Dopo 34 anni il top dei migliori creditori sta cambiando

Il Giappone ha perso il titolo del più grande creditore mondiale, che è stato continuamente tenuto dal 1991. Debole Jen e l’interesse per le acquisizioni straniere hanno aiutato il paese ad aumentare il valore delle attività all’estero.

Secondo i dati del Ministero delle finanze giapponesi, le attività straniere nette del paese erano alla fine del 2024 un valore di 533,1 trilioni di yen (circa 3,26 trilioni di euro), che è un aumento di un anno del 13 %. Tuttavia, la Germania, le cui attività esterne nette sono cresciute fino a 569,7 trilioni di yen, è arrivata per prime. La Cina è rimasta terza con un valore di 516,3 trilioni di yen.

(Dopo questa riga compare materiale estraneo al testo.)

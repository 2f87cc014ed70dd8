//! Title and summary cleanup.
//!
//! - [`split_source_suffix`]: best-effort `"Headline - Publisher"` split
//! - [`TextNormalizer`]: markup stripping, whitespace folding, boilerplate and
//!   source-name removal
//! - [`SummaryReducer`]: drops summaries that only restate the title and caps
//!   the display length

use crate::config::TextConfig;
use crate::utils::truncate_with_marker;
use regex::RegexBuilder;
use scraper::{Html, Node};
use tracing::warn;

const TITLE_SEPARATOR: &str = " - ";

/// Labels shorter than this are too ambiguous to strip from body text.
const MIN_LABEL_CHARS: usize = 3;

/// A title with any trailing publisher attribution split off.
#[derive(Debug, Clone, PartialEq, Eq)]
pub struct TitleSplit {
    pub title: String,
    pub publisher: Option<String>,
}

/// Split a trailing `" - Publisher"` suffix off `title`.
///
/// Only the last separator counts, so `"A - B - Wire"` yields `"A - B"` and
/// `"Wire"`. The split is rejected, leaving the title whole, when there is no
/// separator, when either side is empty, or when the suffix is longer than
/// `max_publisher_chars` (long suffixes are usually part of the headline).
pub fn split_source_suffix(title: &str, max_publisher_chars: usize) -> TitleSplit {
    let trimmed = title.trim();
    if let Some((head, tail)) = trimmed.rsplit_once(TITLE_SEPARATOR) {
        let (head, tail) = (head.trim(), tail.trim());
        if !head.is_empty() && !tail.is_empty() && tail.chars().count() <= max_publisher_chars {
            return TitleSplit {
                title: head.to_string(),
                publisher: Some(tail.to_string()),
            };
        }
    }
    TitleSplit {
        title: trimmed.to_string(),
        publisher: None,
    }
}

/// Normalizer output. `fell_back` is set when cleaning failed and `text` is
/// a raw prefix instead.
#[derive(Debug, Clone, PartialEq, Eq)]
pub struct Normalized {
    pub text: String,
    pub fell_back: bool,
}

#[derive(Debug, Clone)]
pub struct TextNormalizer {
    boilerplate: Vec<String>,
    fallback_chars: usize,
}

impl TextNormalizer {
    pub fn new(config: &TextConfig) -> Self {
        Self {
            boilerplate: config
                .boilerplate
                .iter()
                .filter(|p| !p.is_empty())
                .cloned()
                .collect(),
            fallback_chars: config.fallback_summary_chars,
        }
    }

    /// Clean raw summary markup. Never fails; see [`Normalized::fell_back`].
    pub fn normalize(&self, raw: &str, source: Option<&str>) -> Normalized {
        self.settle(raw, self.try_normalize(raw, source))
    }

    fn settle(&self, raw: &str, cleaned: Result<String, regex::Error>) -> Normalized {
        match cleaned {
            Ok(text) => Normalized {
                text,
                fell_back: false,
            },
            Err(e) => {
                warn!(error = %e, "Summary cleanup failed; using raw prefix");
                Normalized {
                    text: raw.trim().chars().take(self.fallback_chars).collect(),
                    fell_back: true,
                }
            }
        }
    }

    fn try_normalize(&self, raw: &str, source: Option<&str>) -> Result<String, regex::Error> {
        let mut text = collapse_whitespace(&strip_markup(raw));

        if self.boilerplate.iter().any(|p| text.contains(p.as_str())) {
            for phrase in &self.boilerplate {
                text = text.replace(phrase.as_str(), " ");
            }
            text = collapse_whitespace(&text);
        }

        if let Some(label) = source
            .map(str::trim)
            .filter(|l| l.chars().count() >= MIN_LABEL_CHARS)
        {
            let pattern = RegexBuilder::new(&regex::escape(label))
                .case_insensitive(true)
                .build()?;
            if pattern.is_match(&text) {
                text = collapse_whitespace(&pattern.replace_all(&text, " "));
                text = text.trim_end_matches(is_dangling).to_string();
            }
        }

        Ok(text)
    }
}

/// Elements whose boundaries separate words. Inline tags do not.
const BLOCK_ELEMENTS: &[&str] = &[
    "address", "article", "aside", "blockquote", "br", "dd", "div", "dl", "dt", "figcaption",
    "figure", "footer", "h1", "h2", "h3", "h4", "h5", "h6", "header", "hr", "li", "ol", "p",
    "pre", "section", "table", "td", "th", "tr", "ul",
];

/// Elements whose text is never shown.
const HIDDEN_ELEMENTS: &[&str] = &["script", "style", "noscript", "template"];

enum Step<N> {
    Enter(N),
    Leave,
}

/// Drop markup, keeping inline text contiguous and separating block-level
/// text with a space. Entities are decoded by the parser.
pub fn strip_markup(raw: &str) -> String {
    let fragment = Html::parse_fragment(raw);
    let mut out = String::with_capacity(raw.len());
    let mut stack = vec![Step::Enter(*fragment.root_element())];

    while let Some(step) = stack.pop() {
        let node = match step {
            Step::Leave => {
                out.push(' ');
                continue;
            }
            Step::Enter(node) => node,
        };
        match node.value() {
            Node::Text(text) => {
                out.push_str(text);
                continue;
            }
            Node::Element(el) if HIDDEN_ELEMENTS.contains(&el.name()) => continue,
            Node::Element(el) if BLOCK_ELEMENTS.contains(&el.name()) => {
                out.push(' ');
                stack.push(Step::Leave);
            }
            _ => {}
        }
        let children: Vec<_> = node.children().collect();
        stack.extend(children.into_iter().rev().map(Step::Enter));
    }
    out
}

pub fn collapse_whitespace(text: &str) -> String {
    text.split_whitespace().collect::<Vec<_>>().join(" ")
}

/// Separator and punctuation characters left behind after removing a name.
fn is_dangling(c: char) -> bool {
    c.is_whitespace() || matches!(c, '-' | '–' | '—' | '|' | ':' | ',' | ';' | '·' | '•' | '/')
}

/// Alphanumeric-only, lower-cased form used for redundancy checks.
fn core(text: &str) -> String {
    text.chars()
        .filter(|c| c.is_alphanumeric())
        .flat_map(char::to_lowercase)
        .collect()
}

/// Decides whether a cleaned summary is worth showing, and caps its length.
#[derive(Debug, Clone)]
pub struct SummaryReducer {
    min_chars: usize,
    length_slack: usize,
    max_chars: usize,
    ellipsis: String,
}

impl SummaryReducer {
    pub fn new(config: &TextConfig) -> Self {
        Self {
            min_chars: config.min_summary_chars,
            length_slack: config.redundancy_length_slack,
            max_chars: config.max_summary_chars,
            ellipsis: config.ellipsis.clone(),
        }
    }

    /// Final display summary for `title`; empty means "no summary".
    pub fn reduce(&self, title: &str, summary: &str) -> String {
        let summary = summary.trim();
        if summary.chars().count() < self.min_chars || self.is_redundant(title, summary) {
            return String::new();
        }
        self.cap(summary)
    }

    /// Enforce the display cap only, for summaries written by hand.
    pub fn cap(&self, summary: &str) -> String {
        truncate_with_marker(summary.trim(), self.max_chars, &self.ellipsis)
    }

    /// True when the summary carries nothing beyond the title.
    pub fn is_redundant(&self, title: &str, summary: &str) -> bool {
        let summary_core = core(summary);
        if summary_core.is_empty() {
            return true;
        }
        let title_core = core(title);
        let overlaps = title_core.contains(&summary_core) || summary_core.contains(&title_core);
        let diff = title_core
            .chars()
            .count()
            .abs_diff(summary_core.chars().count());
        overlaps && diff < self.length_slack
    }
}

#[cfg(test)]
mod tests {
    use super::*;

    fn normalizer() -> TextNormalizer {
        TextNormalizer::new(&TextConfig::default())
    }

    fn reducer() -> SummaryReducer {
        SummaryReducer::new(&TextConfig::default())
    }

    #[test]
    fn test_split_source_suffix_basic() {
        let split = split_source_suffix("Breaking News - Example Times", 60);
        assert_eq!(split.title, "Breaking News");
        assert_eq!(split.publisher.as_deref(), Some("Example Times"));
    }

    #[test]
    fn test_split_source_suffix_no_separator() {
        let split = split_source_suffix("  NXP samples new UWB SoC ", 60);
        assert_eq!(split.title, "NXP samples new UWB SoC");
        assert_eq!(split.publisher, None);
    }

    #[test]
    fn test_split_source_suffix_uses_last_separator() {
        let split = split_source_suffix("UWB - the next wave - Wire Daily", 60);
        assert_eq!(split.title, "UWB - the next wave");
        assert_eq!(split.publisher.as_deref(), Some("Wire Daily"));
    }

    #[test]
    fn test_split_source_suffix_rejects_empty_sides_and_long_suffix() {
        assert_eq!(split_source_suffix(" - Wire", 60).publisher, None);
        assert_eq!(split_source_suffix("Headline - ", 60).publisher, None);
        let long = "Headline - this is clearly part of a very long headline and not a name";
        let split = split_source_suffix(long, 20);
        assert_eq!(split.title, long);
        assert_eq!(split.publisher, None);
    }

    #[test]
    fn test_split_source_suffix_ignores_unspaced_hyphen() {
        let split = split_source_suffix("Ultra-Wideband grows", 60);
        assert_eq!(split.title, "Ultra-Wideband grows");
        assert_eq!(split.publisher, None);
    }

    #[test]
    fn test_normalize_strips_markup_and_whitespace() {
        let raw = "<p>UWB   radios</p>\n<p>are <b>everywhere</b>.</p>";
        let out = normalizer().normalize(raw, None);
        assert!(!out.fell_back);
        assert_eq!(out.text, "UWB radios are everywhere.");
    }

    #[test]
    fn test_normalize_keeps_inline_markup_words_intact() {
        let raw = "Apple's U<b>1</b> chip uses <i>ultra</i>-wideband, per <a href='x'>NXP</a>.";
        let out = normalizer().normalize(raw, None);
        assert_eq!(out.text, "Apple's U1 chip uses ultra-wideband, per NXP.");
    }

    #[test]
    fn test_normalize_separates_block_text_and_drops_scripts() {
        let raw = "<ul><li>FiRa</li><li>CCC</li></ul>line one<br>line two<script>track()</script>";
        let out = normalizer().normalize(raw, None);
        assert_eq!(out.text, "FiRa CCC line one line two");
    }

    #[test]
    fn test_normalize_failure_falls_back_to_raw_prefix() {
        let normalizer = normalizer();
        let raw = format!("  <p>{}</p>  ", "x".repeat(400));
        let err = regex::Regex::new("(").unwrap_err();
        let out = normalizer.settle(&raw, Err(err));
        assert!(out.fell_back);
        assert_eq!(out.text.chars().count(), 200);
        assert!(out.text.starts_with("<p>xxx"));
    }

    #[test]
    fn test_split_source_suffix_applies_to_any_feed_title() {
        // The heuristic cannot tell a publisher from a trailing subtitle.
        let split = split_source_suffix("UWB explained - Part 2", 60);
        assert_eq!(split.title, "UWB explained");
        assert_eq!(split.publisher.as_deref(), Some("Part 2"));
    }

    #[test]
    fn test_normalize_plain_text_round_trip() {
        let text = "Qorvo ships a new UWB transceiver for smart tags.";
        assert_eq!(normalizer().normalize(text, None).text, text);
        assert_eq!(normalizer().normalize(&format!("  {text}\n"), None).text, text);
    }

    #[test]
    fn test_normalize_decodes_entities() {
        let out = normalizer().normalize("Apple&nbsp;&amp;&nbsp;NXP", None);
        assert_eq!(out.text, "Apple & NXP");
    }

    #[test]
    fn test_normalize_removes_boilerplate() {
        let raw = "FiRa publishes new test suite. Read more";
        assert_eq!(
            normalizer().normalize(raw, None).text,
            "FiRa publishes new test suite."
        );
    }

    #[test]
    fn test_normalize_removes_source_label_and_dangling_separators() {
        let raw = "<a href=\"https://x\">UWB market grows</a>&nbsp;&nbsp;<font color=\"#6f6f6f\">Example Times</font>";
        let out = normalizer().normalize(raw, Some("example times"));
        assert_eq!(out.text, "UWB market grows");

        let out = normalizer().normalize("Chip launch announced - Wire Daily", Some("Wire Daily"));
        assert_eq!(out.text, "Chip launch announced");
    }

    #[test]
    fn test_normalize_ignores_trivial_label() {
        let out = normalizer().normalize("apple maps adds UWB", Some("ap"));
        assert_eq!(out.text, "apple maps adds UWB");
    }

    #[test]
    fn test_reduce_suppresses_title_restatement() {
        let title = "Qorvo unveils new UWB chip for trackers";
        assert!(reducer().is_redundant(title, "QORVO unveils new UWB-chip, for trackers."));
        assert_eq!(reducer().reduce(title, "Qorvo unveils new UWB chip for trackers!"), "");
    }

    #[test]
    fn test_reduce_suppresses_short_summary() {
        assert_eq!(reducer().reduce("Title", "Too short"), "");
    }

    #[test]
    fn test_reduce_suppresses_symbol_only_summary() {
        assert!(reducer().is_redundant("Title", "--- ... ---"));
    }

    #[test]
    fn test_reduce_keeps_informative_summary() {
        let summary = "The new chipset doubles ranging accuracy while cutting power draw in half.";
        assert_eq!(reducer().reduce("Qorvo launches chipset", summary), summary);
    }

    #[test]
    fn test_reduce_keeps_summary_that_extends_title_substantially() {
        let title = "UWB market grows";
        let summary = "UWB market grows as automakers adopt digital keys across new models";
        assert_eq!(reducer().reduce(title, summary), summary);
    }

    #[test]
    fn test_reduce_truncates_with_ellipsis() {
        let summary = "word ".repeat(100);
        let out = reducer().reduce("Unrelated title", &summary);
        assert!(out.chars().count() <= 200);
        assert!(out.ends_with("..."));
    }
}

L’aumento della posizione tedesca è il risultato di un forte surplus di un conto corrente, che nel 2024 ha raggiunto € 248,7 miliardi grazie a buoni risultati del commercio estero. Il Giappone ha registrato un surplus di 29,4 trilioni di yen (circa 180 miliardi di euro). Il rafforzamento dell’euro contro lo yen, che ha raggiunto circa il cinque percento l’anno scorso, ha evidenziato il valore delle attività tedesche In termini di menu giapponese, informa Bloomberg.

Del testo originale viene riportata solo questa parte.